Ma parole, ce Dado, c’est un puits de science ! Sous des
airs bonhommes, un astrophysicien avisé doublé d’un
sacré naturaliste ! Bon, on imagine à ce stade que le lézard
donnant son titre au film n’est pas un saurien serpentant
entre les pierres, mais qu’il prend les traits d’un vilain
prédateur, tiens, pourquoi pas celui qu’on aperçoit dans le
fond de ce qui s’apparente ici à un saloon, avec, à l’entrée,
sa porte à deux battants. Stetson vissé sur le crâne – on
n’est pas dans un western, mon vieux ! – il se prend pour
16 qui, avec ses airs de matamore ? Sûr qu’il doit exceller
dans le rôle du méchant ! Et ses proies ? Les trois
donzelles alignées près du comptoir, à n’en pas douter.
Mais chut ! voilà que le caractériel Menendez, le Cecil B.

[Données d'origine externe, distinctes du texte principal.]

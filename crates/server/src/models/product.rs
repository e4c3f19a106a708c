//! Product domain types.

use chrono::{DateTime, Utc};
use serde::Serialize;

use teashop_core::{Price, ProductId, discount_percentage, effective_unit_price};

/// Default badge shown on hot products.
pub const DEFAULT_HOT_BADGE: &str = "🔥爆款";

/// Default sort weight for hot products.
pub const DEFAULT_HOT_PRIORITY: i32 = 50;

/// A menu item.
#[derive(Debug, Clone, Serialize)]
pub struct Product {
    pub id: ProductId,
    pub name: String,
    pub description: Option<String>,
    pub price: Price,
    /// Only ever set to a value below `price`.
    pub discount_price: Option<Price>,
    /// Derived from `price` and `discount_price`, 0 without a discount.
    pub discount_percentage: i32,
    /// Emoji or image URL.
    pub image_url: Option<String>,
    pub category: String,
    pub stock: i32,
    pub has_sweetness: bool,
    pub has_ice_level: bool,
    pub is_hot: bool,
    pub hot_priority: i32,
    pub hot_badge_text: String,
    pub created_at: DateTime<Utc>,
}

impl Product {
    /// What one unit costs the customer right now.
    #[must_use]
    pub fn unit_price(&self) -> Price {
        effective_unit_price(self.price, self.discount_price)
    }

    /// Recompute the derived discount percentage.
    #[must_use]
    pub fn with_derived_discount(mut self) -> Self {
        self.discount_percentage = discount_percentage(self.price, self.discount_price);
        self
    }
}

/// Validated fields for creating or replacing a product.
#[derive(Debug, Clone, PartialEq, Eq)]
pub struct ProductInput {
    pub name: String,
    pub description: Option<String>,
    pub price: Price,
    pub discount_price: Option<Price>,
    pub image_url: Option<String>,
    pub category: String,
    pub stock: i32,
    pub has_sweetness: bool,
    pub has_ice_level: bool,
    pub is_hot: bool,
    pub hot_priority: i32,
    pub hot_badge_text: String,
}
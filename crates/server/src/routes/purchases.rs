//! Customer purchase handlers.

use axum::{Json, extract::State};
use serde::{Deserialize, Serialize};

use teashop_core::{Customization, ProductId, UserRole};

use crate::db::{OrderRepository, UserRepository};
use crate::error::{AppError, Result, add_breadcrumb};
use crate::middleware::{RequireActiveUser, RequireAuth};
use crate::models::{Order, OrderStats};
use crate::routes::ApiResponse;
use crate::services::purchase::{PurchaseReceipt, PurchaseRequest, PurchaseService};
use crate::state::AppState;

/// How many orders the purchase history returns.
const HISTORY_LIMIT: i64 = 50;

const fn default_quantity() -> i32 {
    1
}

#[derive(Debug, Deserialize)]
#[serde(rename_all = "camelCase")]
pub struct PurchaseBody {
    pub product_id: Option<ProductId>,
    #[serde(default = "default_quantity")]
    pub quantity: i32,
    pub customization: Option<Customization>,
}

#[derive(Debug, Serialize)]
pub struct ReceiptBody {
    pub data: PurchaseReceipt,
}

/// POST /api/products/purchase
///
/// # Errors
///
/// 400 on a bad quantity, 403 for a disabled account, 404 if the product
/// does not exist, 409 when stock is short.
pub async fn purchase(
    State(state): State<AppState>,
    RequireActiveUser(buyer): RequireActiveUser,
    Json(body): Json<PurchaseBody>,
) -> Result<Json<ApiResponse<ReceiptBody>>> {
    let product_id = body
        .product_id
        .ok_or_else(|| AppError::BadRequest("Product ID is required".to_owned()))?;

    let receipt = PurchaseService::new(state.pool())
        .purchase(
            &buyer.email,
            PurchaseRequest {
                product_id,
                quantity: body.quantity,
                customization: body.customization,
            },
        )
        .await?;

    add_breadcrumb(
        "purchase",
        &format!("Bought {} x product {product_id}", receipt.quantity),
        None,
    );

    Ok(ApiResponse::with_message(
        "Purchase successful",
        ReceiptBody { data: receipt },
    ))
}

#[derive(Debug, Serialize)]
pub struct RoleBody {
    pub role: UserRole,
}

/// GET /api/products/user/role
///
/// The stored role wins over the one baked into the token.
///
/// # Errors
///
/// Returns `AppError::Database` if the lookup fails.
pub async fn role(
    State(state): State<AppState>,
    RequireAuth(caller): RequireAuth,
) -> Result<Json<ApiResponse<RoleBody>>> {
    let role = UserRepository::new(state.pool())
        .get_by_id(caller.id)
        .await?
        .map_or(caller.role, |user| user.role);

    Ok(ApiResponse::ok(RoleBody { role }))
}

#[derive(Debug, Serialize)]
pub struct HistoryBody {
    pub stats: OrderStats,
    pub orders: Vec<Order>,
}

/// GET /api/products/user/purchases
///
/// # Errors
///
/// Returns `AppError::Database` if a query fails.
pub async fn history(
    State(state): State<AppState>,
    RequireAuth(caller): RequireAuth,
) -> Result<Json<ApiResponse<HistoryBody>>> {
    let orders_repo = OrderRepository::new(state.pool());

    let (stats, orders) = tokio::try_join!(
        orders_repo.stats_for_email(&caller.email),
        orders_repo.list_for_email(&caller.email, HISTORY_LIMIT),
    )?;

    Ok(ApiResponse::ok(HistoryBody {
        // The customer view only shows count and spend.
        stats: OrderStats {
            last_order_date: None,
            ..stats
        },
        orders,
    }))
}

#[cfg(test)]
#[allow(clippy::unwrap_used)]
mod tests {
    use teashop_core::{IceLevel, Sweetness};

    use super::*;

    #[test]
    fn test_quantity_defaults_to_one() {
        let body: PurchaseBody = serde_json::from_str(r#"{"productId": 4}"#).unwrap();
        assert_eq!(body.product_id, Some(ProductId::new(4)));
        assert_eq!(body.quantity, 1);
        assert!(body.customization.is_none());
    }

    #[test]
    fn test_customization_parsed() {
        let body: PurchaseBody = serde_json::from_str(
            r#"{"productId": 1, "quantity": 2, "customization": {"sweetness": "5", "iceLevel": "less"}}"#,
        )
        .unwrap();

        let c = body.customization.unwrap();
        assert_eq!(c.sweetness, Some(Sweetness::Half));
        assert_eq!(c.ice_level, Some(IceLevel::Less));
        assert_eq!(body.quantity, 2);
    }

    #[test]
    fn test_invalid_sweetness_rejected() {
        let result = serde_json::from_str::<PurchaseBody>(
            r#"{"productId": 1, "customization": {"sweetness": "4"}}"#,
        );
        assert!(result.is_err());
    }
}
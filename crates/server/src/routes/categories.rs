//! Category handlers.

use axum::{
    Json,
    extract::{Path, State},
};
use serde::{Deserialize, Serialize};

use teashop_core::CategoryId;

use crate::db::{CategoryRepository, ProductRepository, RepositoryError};
use crate::error::{AppError, Result};
use crate::middleware::RequireManager;
use crate::models::category::DEFAULT_CATEGORY_EMOJI;
use crate::models::{Category, CategoryWithCount};
use crate::routes::{ApiResponse, NoBody};
use crate::state::AppState;

#[derive(Debug, Serialize)]
pub struct CategoriesBody {
    pub data: Vec<CategoryWithCount>,
}

#[derive(Debug, Serialize)]
pub struct CategoryBody {
    pub data: Category,
}

#[derive(Debug, Serialize)]
pub struct NamesBody {
    pub categories: Vec<String>,
}

#[derive(Debug, Deserialize)]
pub struct CategoryRequest {
    #[serde(default)]
    pub name: String,
    pub emoji: Option<String>,
}

impl CategoryRequest {
    fn name(&self) -> Result<&str> {
        let name = self.name.trim();
        if name.is_empty() {
            return Err(AppError::BadRequest("Category name is required".to_owned()));
        }
        Ok(name)
    }

    fn emoji(&self) -> Option<&str> {
        self.emoji.as_deref().map(str::trim).filter(|e| !e.is_empty())
    }
}

fn category_error(e: RepositoryError) -> AppError {
    match e {
        RepositoryError::NotFound => AppError::NotFound("Category not found".to_owned()),
        RepositoryError::Conflict(msg) => AppError::Conflict(msg),
        other => other.into(),
    }
}

/// GET /api/products/categories
///
/// # Errors
///
/// Returns `AppError::Database` if the query fails.
pub async fn index(State(state): State<AppState>) -> Result<Json<ApiResponse<CategoriesBody>>> {
    let data = CategoryRepository::new(state.pool())
        .list_with_counts()
        .await?;
    Ok(ApiResponse::ok(CategoriesBody { data }))
}

/// GET /api/products/categories/list
///
/// Distinct category names that products actually use.
///
/// # Errors
///
/// Returns `AppError::Database` if the query fails.
pub async fn names(State(state): State<AppState>) -> Result<Json<ApiResponse<NamesBody>>> {
    let categories = ProductRepository::new(state.pool())
        .distinct_categories()
        .await?;
    Ok(ApiResponse::ok(NamesBody { categories }))
}

/// POST /api/products/categories
///
/// # Errors
///
/// 400 without a name, 409 if the name is taken.
pub async fn create(
    State(state): State<AppState>,
    RequireManager(manager): RequireManager,
    Json(req): Json<CategoryRequest>,
) -> Result<Json<ApiResponse<CategoryBody>>> {
    let name = req.name()?;
    let emoji = req.emoji().unwrap_or(DEFAULT_CATEGORY_EMOJI);

    let data = CategoryRepository::new(state.pool())
        .create(name, emoji)
        .await
        .map_err(category_error)?;

    tracing::info!(category_id = %data.id, manager_id = %manager.id, "Category created");
    Ok(ApiResponse::with_message("Category created", CategoryBody { data }))
}

/// PUT /api/products/categories/{id}
///
/// Renaming moves every product in the category along with it.
///
/// # Errors
///
/// 400 without a name, 404 if missing, 409 if the new name is taken.
pub async fn update(
    State(state): State<AppState>,
    RequireManager(manager): RequireManager,
    Path(id): Path<CategoryId>,
    Json(req): Json<CategoryRequest>,
) -> Result<Json<ApiResponse<CategoryBody>>> {
    let name = req.name()?;

    let data = CategoryRepository::new(state.pool())
        .update(id, name, req.emoji())
        .await
        .map_err(category_error)?;

    tracing::info!(category_id = %id, manager_id = %manager.id, "Category updated");
    Ok(ApiResponse::with_message("Category updated", CategoryBody { data }))
}

/// DELETE /api/products/categories/{id}
///
/// # Errors
///
/// 404 if missing, 409 while products still use the category.
pub async fn delete(
    State(state): State<AppState>,
    RequireManager(manager): RequireManager,
    Path(id): Path<CategoryId>,
) -> Result<Json<ApiResponse<NoBody>>> {
    CategoryRepository::new(state.pool())
        .delete(id)
        .await
        .map_err(category_error)?;

    tracing::info!(category_id = %id, manager_id = %manager.id, "Category deleted");
    Ok(ApiResponse::message("Category deleted"))
}

#[cfg(test)]
#[allow(clippy::unwrap_used)]
mod tests {
    use super::*;

    #[test]
    fn test_name_is_trimmed_and_required() {
        let req: CategoryRequest = serde_json::from_str(r#"{"name": "  茶饮 "}"#).unwrap();
        assert_eq!(req.name().unwrap(), "茶饮");

        let req: CategoryRequest = serde_json::from_str(r#"{"emoji": "🍵"}"#).unwrap();
        assert!(matches!(req.name(), Err(AppError::BadRequest(_))));
    }

    #[test]
    fn test_blank_emoji_is_absent() {
        let req: CategoryRequest =
            serde_json::from_str(r#"{"name": "果汁", "emoji": " "}"#).unwrap();
        assert_eq!(req.emoji(), None);
    }

    #[test]
    fn test_conflict_maps_to_409_message() {
        let err = category_error(RepositoryError::Conflict("category still has 2 products".into()));
        assert!(matches!(err, AppError::Conflict(ref m) if m.contains("2 products")));
        assert!(matches!(category_error(RepositoryError::NotFound), AppError::NotFound(_)));
    }
}
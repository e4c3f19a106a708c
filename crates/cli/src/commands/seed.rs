//! Seed the database with the starter menu.
//!
//! Safe to run repeatedly: categories are inserted only when missing,
//! sample products only into an empty catalog, and the guest account only
//! if it does not exist yet.

use rust_decimal::Decimal;

use teashop_core::{Email, Price};
use teashop_server::db::{CategoryRepository, ProductRepository, UserRepository};
use teashop_server::models::ProductInput;
use teashop_server::models::product::{DEFAULT_HOT_BADGE, DEFAULT_HOT_PRIORITY};

use super::{CommandError, connect};

/// Default categories with their emoji.
const CATEGORIES: &[(&str, &str)] = &[
    ("柠檬饮料", "🍋"),
    ("果汁", "🍊"),
    ("牛奶", "🥛"),
    ("茶饮", "🍵"),
    ("咖啡", "☕"),
    ("小食", "🍪"),
];

/// Categories whose products offer sweetness and ice choices.
const DRINK_CATEGORIES: &[&str] = &["柠檬饮料", "果汁", "牛奶"];

const GUEST_EMAIL: &str = "guest@shop.com";
const GUEST_USERNAME: &str = "访客用户";

/// (name, description, price in cents, emoji, category, stock)
type SampleProduct = (&'static str, &'static str, i64, &'static str, &'static str, i32);

const SAMPLE_PRODUCTS: &[SampleProduct] = &[
    ("蜂蜜柠檬水", "精选天然蜂蜜配新鲜柠檬，清甜解腻", 1800, "🍯", "柠檬饮料", 35),
    ("柠檬汁", "100%纯柠檬汁，酸甜可口，富含维生素C", 1550, "🍋", "柠檬饮料", 40),
    ("苹果汁", "新鲜苹果榨取，香甜可口，营养丰富", 1200, "🍎", "果汁", 45),
    ("橙汁", "鲜榨橙汁，维生素C含量丰富，口感清新", 1400, "🍊", "果汁", 38),
    ("牛奶", "新鲜纯牛奶，富含蛋白质和钙质", 850, "🥛", "牛奶", 60),
    ("巧克力牛奶", "香浓巧克力与牛奶的完美融合", 1100, "🍫", "牛奶", 30),
    ("巧克力双拼", "双重巧克力口感，浓郁香甜", 1650, "🍩", "牛奶", 25),
];

/// Build the starter products.
///
/// # Errors
///
/// Returns `PriceError` if a listed price is negative.
pub fn sample_products() -> Result<Vec<ProductInput>, teashop_core::PriceError> {
    SAMPLE_PRODUCTS
        .iter()
        .map(|&(name, description, cents, emoji, category, stock)| {
            let is_drink = DRINK_CATEGORIES.contains(&category);
            Ok(ProductInput {
                name: name.to_owned(),
                description: Some(description.to_owned()),
                price: Price::new(Decimal::new(cents, 2))?,
                discount_price: None,
                image_url: Some(emoji.to_owned()),
                category: category.to_owned(),
                stock,
                has_sweetness: is_drink,
                has_ice_level: is_drink,
                is_hot: false,
                hot_priority: DEFAULT_HOT_PRIORITY,
                hot_badge_text: DEFAULT_HOT_BADGE.to_owned(),
            })
        })
        .collect()
}

/// Seed categories, sample products and the guest account.
///
/// # Errors
///
/// Returns `CommandError` if the connection or an insert fails.
pub async fn run() -> Result<(), CommandError> {
    let pool = connect().await?;

    let categories = CategoryRepository::new(&pool);
    let mut created = 0;
    for (name, emoji) in CATEGORIES {
        if categories.ensure(name, emoji).await? {
            created += 1;
        }
    }
    tracing::info!(created, total = CATEGORIES.len(), "Categories seeded");

    let products = ProductRepository::new(&pool);
    let existing = products.count().await?;
    if existing == 0 {
        let samples = sample_products()
            .map_err(|e| CommandError::Seed(e.to_string()))?;
        for input in &samples {
            let product = products.create(input).await?;
            tracing::info!(
                product_id = %product.id,
                name = %product.name,
                customizable = product.has_sweetness,
                "Sample product created"
            );
        }
    } else {
        tracing::info!(existing, "Catalog not empty, skipping sample products");
    }

    let guest = UserRepository::new(&pool)
        .ensure_exists(&Email::parse(GUEST_EMAIL)?, GUEST_USERNAME)
        .await?;
    tracing::info!(user_id = %guest.id, "Guest account ready");

    tracing::info!("Seeding complete!");
    Ok(())
}

#[cfg(test)]
#[allow(clippy::unwrap_used)]
mod tests {
    use super::*;

    #[test]
    fn test_samples_use_seeded_categories() {
        let samples = sample_products().unwrap();
        assert_eq!(samples.len(), SAMPLE_PRODUCTS.len());
        for product in &samples {
            assert!(CATEGORIES.iter().any(|(name, _)| *name == product.category));
        }
    }

    #[test]
    fn test_drinks_are_customizable() {
        let samples = sample_products().unwrap();
        let milk = samples.iter().find(|p| p.name == "牛奶").unwrap();
        assert!(milk.has_sweetness && milk.has_ice_level);
        assert_eq!(milk.price.amount(), Decimal::new(850, 2));
    }

    #[test]
    fn test_guest_email_is_valid() {
        assert!(Email::parse(GUEST_EMAIL).is_ok());
    }
}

DeMille du coin, débarque bouillant de colère : « Fini la
comédie, on dégage ! » hurle-t-il à nos oreilles. Après tout,
on ne peut que lui donner raison, n’était la manière : on
n’a pas à perturber le tournage par notre présence
incongrue. Par conséquent, dehors les intrus ! C’est O.K.,
on se casse.
Mais déjà, en guise de consolateur, l’inévitable Dado
rapplique : « Feriez mieux de ne pas insister : ce gars-là,
Menendez, il en a envoyé plusieurs à l’hosto par le passé,
et je me demande même si l’une de ses têtes de Turc n’est
pas allée directement à la morgue. Pas question donc de
vouloir glisser ne serait-ce qu’un œil vers les lieux du
tournage. Moi, si vous saviez comme je le regrette ! Car
figurez-vous, la grande blonde, au bout du zinc, il paraît
qu’elle a décroché un petit rôle dans “ Les filles de feu ”,
vous savez, la série télé. Mais on m’a prévenu tout de suite
dans l’entourage du tyranneau, lequel dispose d’une garde
rapprochée : même une fois les caméras à l’arrêt et les
spots éteints, une fois l’équipe de production éloignée, pas
touche ! Non, pas question d’aller frayer avec l’une des
actrices. Elles sont là pour le boulot, rien d’autre. Mince
alors, pas envie de finir au cimetière de Las Arenas, mon
village ! Et dire que j’aurais pu ajouter une starlette à mon
tableau de chasse ! »
Bon, nous, on est plutôt stupéfaits par cette expérience
nouvelle. Faut dire qu’on s’attendait à tout, sauf à se
retrouver dans un Hollywood paumé au cœur du continent.